Content starts

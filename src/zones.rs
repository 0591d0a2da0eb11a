//! HVAC zone capacity and overflow placement.
//!
//! HVAC patterns place one zone per middle group. Middle groups run 0-7, so
//! a main group holds `8 - start_middle` zones; extra main groups can be
//! configured for the zones past that. Capacity numbers are advisory and do
//! not stop a caller from generating more zones than fit.

use crate::pattern::{ExampleAddress, ExtraMainGroup};

/// The number of middle groups in one main group (0-7).
const MIDDLE_GROUPS_PER_MAIN: u16 = 8;

/// The main/middle pair a zone lands in.
#[derive(Debug, Clone, Copy, PartialEq, Eq)]
#[cfg_attr(feature = "defmt", derive(defmt::Format))]
pub struct ZoneSlot {
    /// Main group of the zone
    pub main: u8,
    /// Middle group of the zone
    pub middle: u8,
}

/// Total number of zones the configured main groups can hold.
///
/// The primary main group contributes `max(0, 8 - start_middle)` zones, and
/// each extra main group contributes `max(0, 8 - middle)` more.
///
/// ```
/// use knx_planner::zones::zone_capacity;
/// use knx_planner::pattern::ExtraMainGroup;
///
/// // Starting at middle group 5 leaves 3 zones; an extra main group
/// // starting at middle 2 adds 6 more.
/// let extra = [ExtraMainGroup { main: 3, middle: 2 }];
/// assert_eq!(zone_capacity(5, &extra), 9);
/// ```
pub fn zone_capacity(start_middle: u8, extra_main_groups: &[ExtraMainGroup]) -> u16 {
    let primary = MIDDLE_GROUPS_PER_MAIN.saturating_sub(u16::from(start_middle));
    extra_main_groups.iter().fold(primary, |total, group| {
        total + MIDDLE_GROUPS_PER_MAIN.saturating_sub(u16::from(group.middle))
    })
}

/// Map a global zone counter to the main/middle pair it lands in.
///
/// Zones walk the middle groups of the primary main group starting at
/// `start_middle`, wrapping modulo 8. From the eighth zone on, placement
/// moves into the configured extra main groups, each starting at its own
/// middle group. With no extra main groups configured the middle group
/// simply keeps wrapping within the primary main.
pub fn zone_slot(
    fixed_main: u8,
    start_middle: u8,
    extra_main_groups: &[ExtraMainGroup],
    zone_counter: u16,
) -> ZoneSlot {
    let start = u16::from(start_middle);
    let wrapped = (start + zone_counter % MIDDLE_GROUPS_PER_MAIN) % MIDDLE_GROUPS_PER_MAIN;

    if zone_counter >= MIDDLE_GROUPS_PER_MAIN && !extra_main_groups.is_empty() {
        let primary_zones = MIDDLE_GROUPS_PER_MAIN.saturating_sub(start);
        let extra_index = usize::from((zone_counter - primary_zones) / MIDDLE_GROUPS_PER_MAIN);
        if let Some(group) = extra_main_groups.get(extra_index) {
            let remaining =
                zone_counter - (extra_index as u16) * MIDDLE_GROUPS_PER_MAIN - primary_zones;
            return ZoneSlot {
                main: group.main,
                middle: ((u16::from(group.middle) + remaining) % MIDDLE_GROUPS_PER_MAIN) as u8,
            };
        }
    }

    ZoneSlot {
        main: fixed_main,
        middle: wrapped as u8,
    }
}

/// Apply an example object's per-zone increments for the given zone index.
///
/// Returns the raw `(main, middle, sub)` triple without range clamping;
/// callers validate against the KNX ranges where needed.
pub fn increment_address(example: &ExampleAddress, zone_index: u16) -> (u16, u16, u16) {
    let step = |base: u16, increment: u8| -> u16 {
        base.saturating_add(u16::from(increment).saturating_mul(zone_index))
    };
    (
        step(example.main, example.main_increment),
        step(example.middle, example.middle_increment),
        step(example.sub, example.sub_increment),
    )
}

Content ends

TASK OBJECTIVE: Go through the preceding material and copy each line that has the word "ZoneSlot".

RESULT OF THE EXERCISE:
pub struct ZoneSlot {
) -> ZoneSlot {
            return ZoneSlot {
    ZoneSlot {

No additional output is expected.